Data:
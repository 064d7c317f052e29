//! # Actions
//!
//! Everything that can happen in Shan Note becomes an `Action`.
//! The editor buffer changed? That's `Action::NoteChanged(text)`.
//! User hit Ctrl+T? That's `Action::ToggleRemap`.
//!
//! The `update()` function takes the current state and an action and
//! mutates the state. No side effects here. I/O happens elsewhere.
//!
//! ```text
//! State + Action  →  update()  →  New State (+ Effect)
//! ```
//!
//! This makes everything testable: apply an action, assert on the state.

use crate::core::state::App;

#[derive(Debug, Clone, PartialEq, Eq)]
pub enum Action {
    /// The editor buffer changed; carries the full current text.
    NoteChanged(String),
    /// Toggle QWERTY→Shan substitution on or off.
    ToggleRemap,
    /// User asked to exit.
    Quit,
}

/// Side effects the caller must perform after an update.
#[derive(Debug, Clone, Copy, PartialEq, Eq)]
pub enum Effect {
    None,
    Quit,
}

pub fn update(app: &mut App, action: Action) -> Effect {
    match action {
        Action::NoteChanged(text) => {
            app.status_message = format!("{} chars", text.chars().count());
            app.note_text = text;
            Effect::None
        }
        Action::ToggleRemap => {
            app.remap_enabled = !app.remap_enabled;
            app.status_message = if app.remap_enabled {
                String::from("Shan remap on")
            } else {
                String::from("Shan remap off")
            };
            Effect::None
        }
        Action::Quit => Effect::Quit,
    }
}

Prompt: All of the listing above should be restated word for word.

Exercise result:
repository 064d7c317f052e29
//! # Actions
//!
//! Everything that can happen in Shan Note becomes an `Action`.
//! The editor buffer changed? That's `Action::NoteChanged(text)`.
//! User hit Ctrl+T? That's `Action::ToggleRemap`.
//!
//! The `update()` function takes the current state and an action and
//! mutates the state. No side effects here. I/O happens elsewhere.
//!
//! ```text
//! State + Action  →  update()  →  New State (+ Effect)
//! ```
//!
//! This makes everything testable: apply an action, assert on the state.

use crate::core::state::App;

#[derive(Debug, Clone, PartialEq, Eq)]
pub enum Action {
    /// The editor buffer changed; carries the full current text.
    NoteChanged(String),
    /// Toggle QWERTY→Shan substitution on or off.
    ToggleRemap,
    /// User asked to exit.
    Quit,
}

/// Side effects the caller must perform after an update.
#[derive(Debug, Clone, Copy, PartialEq, Eq)]
pub enum Effect {
    None,
    Quit,
}

pub fn update(app: &mut App, action: Action) -> Effect {
    match action {
        Action::NoteChanged(text) => {
            app.status_message = format!("{} chars", text.chars().count());
            app.note_text = text;
            Effect::None
        }
        Action::ToggleRemap => {
            app.remap_enabled = !app.remap_enabled;
            app.status_message = if app.remap_enabled {
                String::from("Shan remap on")
            } else {
                String::from("Shan remap off")
            };
            Effect::None
        }
        Action::Quit => Effect::Quit,
    }
}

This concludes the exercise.